The White House AI Framework: What It Says, What It Doesn't, and Why the Gaps Matter More
On March 20, the White House released its "National Policy Framework for Artificial Intelligence — Legislative Recommendations," a four-page document urging Congress to act on AI legislation "this year." The framework covers seven areas: child safety, community impacts, intellectual property, free speech, innovation, workforce development, and federal preemption of state AI laws. It's a document that reveals as much by what it omits as by what it proposes — and for anyone working in AI security, the omissions are striking.
What's Actually in It
The framework is organized around seven pillars, each with a bold header and a handful of bullet-pointed recommendations. Here's the compressed version:
I. Protecting Children — Require age-assurance for AI platforms, mandate features reducing exploitation and self-harm risks, affirm existing child privacy laws apply to AI. Builds on the Take It Down Act. Notably, it warns Congress to "avoid setting ambiguous standards about permissible content" that could trigger litigation — a caveat that does real work in the document's logic.

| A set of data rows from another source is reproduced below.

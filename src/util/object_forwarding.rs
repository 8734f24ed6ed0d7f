//! Forwarding state kept in a closure's header word.
//!
//! A header word holds one of:
//! * an info-table pointer (word aligned, so its two low bits are zero),
//! * `BEING_FORWARDED`, while a parallel worker owns the copy of the object,
//! * the address of the copy tagged with `FORWARDED_TAG`.

use crate::util::{Address, ObjectReference};
use std::sync::atomic::{AtomicUsize, Ordering};

const FORWARDED_TAG: usize = 0b01;
const BEING_FORWARDED: usize = 0b10;
const TAG_MASK: usize = 0b11;

/// Decoded header word.
#[derive(Debug, Clone, Copy, PartialEq, Eq)]
pub enum HeaderState {
    /// The header holds an info-table pointer.
    Info(usize),
    /// A worker is copying the object right now.
    BeingForwarded,
    /// The object has been copied to the given address.
    Forwarded(ObjectReference),
}

impl HeaderState {
    pub fn decode(word: usize) -> HeaderState {
        if word == BEING_FORWARDED {
            HeaderState::BeingForwarded
        } else if word & TAG_MASK == FORWARDED_TAG {
            HeaderState::Forwarded(ObjectReference::from_raw_address(unsafe {
                Address::from_usize(word & !TAG_MASK)
            }))
        } else {
            HeaderState::Info(word)
        }
    }
}

/// Load the header word of an object.
pub fn load_header(object: ObjectReference) -> usize {
    unsafe {
        object
            .to_raw_address()
            .atomic_load::<AtomicUsize>(Ordering::Acquire)
    }
}

/// Store an info pointer into the header word of an object.
pub fn store_header(object: ObjectReference, header: usize) {
    unsafe {
        object
            .to_raw_address()
            .atomic_store::<AtomicUsize>(header, Ordering::Release)
    }
}

/// Attempt to become the worker who will copy the object.
/// The successful worker swaps `header` for `BEING_FORWARDED`, preventing other workers from copying
/// the same object. On failure the header observed instead is returned.
pub fn attempt_to_forward(object: ObjectReference, header: usize) -> Result<(), usize> {
    debug_assert!(matches!(HeaderState::decode(header), HeaderState::Info(_)));
    unsafe {
        object
            .to_raw_address()
            .compare_exchange::<AtomicUsize>(
                header,
                BEING_FORWARDED,
                Ordering::AcqRel,
                Ordering::Acquire,
            )
            .map(|_| ())
    }
}

/// Spin-wait for the forwarding of an object to complete and then return the copy.
pub fn spin_and_get_forwarded_object(object: ObjectReference) -> ObjectReference {
    let backoff = crossbeam::utils::Backoff::new();
    loop {
        match HeaderState::decode(load_header(object)) {
            HeaderState::Forwarded(new_object) => return new_object,
            HeaderState::BeingForwarded => backoff.snooze(),
            HeaderState::Info(word) => fatal!(
                "Object {} lost its forwarding claim (header {:#x})",
                object,
                word
            ),
        }
    }
}

/// Publish the forwarding pointer of a copied object.
pub fn forward_object(object: ObjectReference, new_object: ObjectReference) {
    debug_assert!(new_object.value() & TAG_MASK == 0);
    trace!("forward_object({}, {})", object, new_object);
    store_header(object, new_object.value() | FORWARDED_TAG);
}

/// Is the object forwarded, or being forwarded by some worker?
pub fn is_forwarded_or_being_forwarded(object: ObjectReference) -> bool {
    !matches!(HeaderState::decode(load_header(object)), HeaderState::Info(_))
}

#[cfg(test)]
mod tests {
    use super::*;
    use std::sync::atomic::AtomicUsize;

    fn object_at(words: &[AtomicUsize; 2]) -> ObjectReference {
        ObjectReference::from_raw_address(Address::from_ref(&words[0]))
    }

    #[test]
    fn decode_states() {
        assert_eq!(HeaderState::decode(0x1000), HeaderState::Info(0x1000));
        assert_eq!(HeaderState::decode(BEING_FORWARDED), HeaderState::BeingForwarded);
        match HeaderState::decode(0x2000 | FORWARDED_TAG) {
            HeaderState::Forwarded(o) => assert_eq!(o.value(), 0x2000),
            s => panic!("unexpected {:?}", s),
        }
    }

    #[test]
    fn claim_then_forward() {
        let old = [AtomicUsize::new(0x1000), AtomicUsize::new(0)];
        let new = [AtomicUsize::new(0x1000), AtomicUsize::new(0)];
        let old_obj = object_at(&old);
        let new_obj = object_at(&new);

        assert!(attempt_to_forward(old_obj, 0x1000).is_ok());
        assert!(is_forwarded_or_being_forwarded(old_obj));
        assert_eq!(HeaderState::decode(load_header(old_obj)), HeaderState::BeingForwarded);
        // A second claimant loses and observes the claim.
        assert_eq!(attempt_to_forward(old_obj, 0x1000), Err(BEING_FORWARDED));

        forward_object(old_obj, new_obj);
        assert_eq!(HeaderState::decode(load_header(old_obj)), HeaderState::Forwarded(new_obj));
        assert_eq!(spin_and_get_forwarded_object(old_obj), new_obj);
    }
}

II. Safeguarding Communities — Protect residential ratepayers from increased electricity costs due to data center buildout. Streamline permitting for AI infrastructure. Combat AI-enabled fraud targeting seniors. Provide grants and tax incentives for small businesses adopting AI.

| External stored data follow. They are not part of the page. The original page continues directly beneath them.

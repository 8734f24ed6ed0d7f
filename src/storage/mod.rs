//! Heap storage: blocks, generations and the per-capability remembered sets.

pub mod block;
pub mod block_allocator;
pub mod capability;
pub mod generation;
pub mod heap;
pub mod linear_scan;
pub mod sanity;

pub use block::{Block, BlockFlags};
pub use capability::{Capability, MutList};
pub use generation::Generation;
pub use heap::Heap;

III. Intellectual Property — The Administration "believes that training of AI models on copyrighted material does not violate copyright laws" but "supports allowing the Courts to resolve this issue." Proposes collective licensing frameworks (with antitrust exemptions) and a federal right protecting individuals from unauthorized AI-generated digital replicas.
IV. Preventing Censorship — Prevent the government from "coercing technology providers, including AI providers, to ban, compel, or alter content based on partisan or ideological agendas." Provide Americans with "effective means" to seek redress from government censorship via AI platforms.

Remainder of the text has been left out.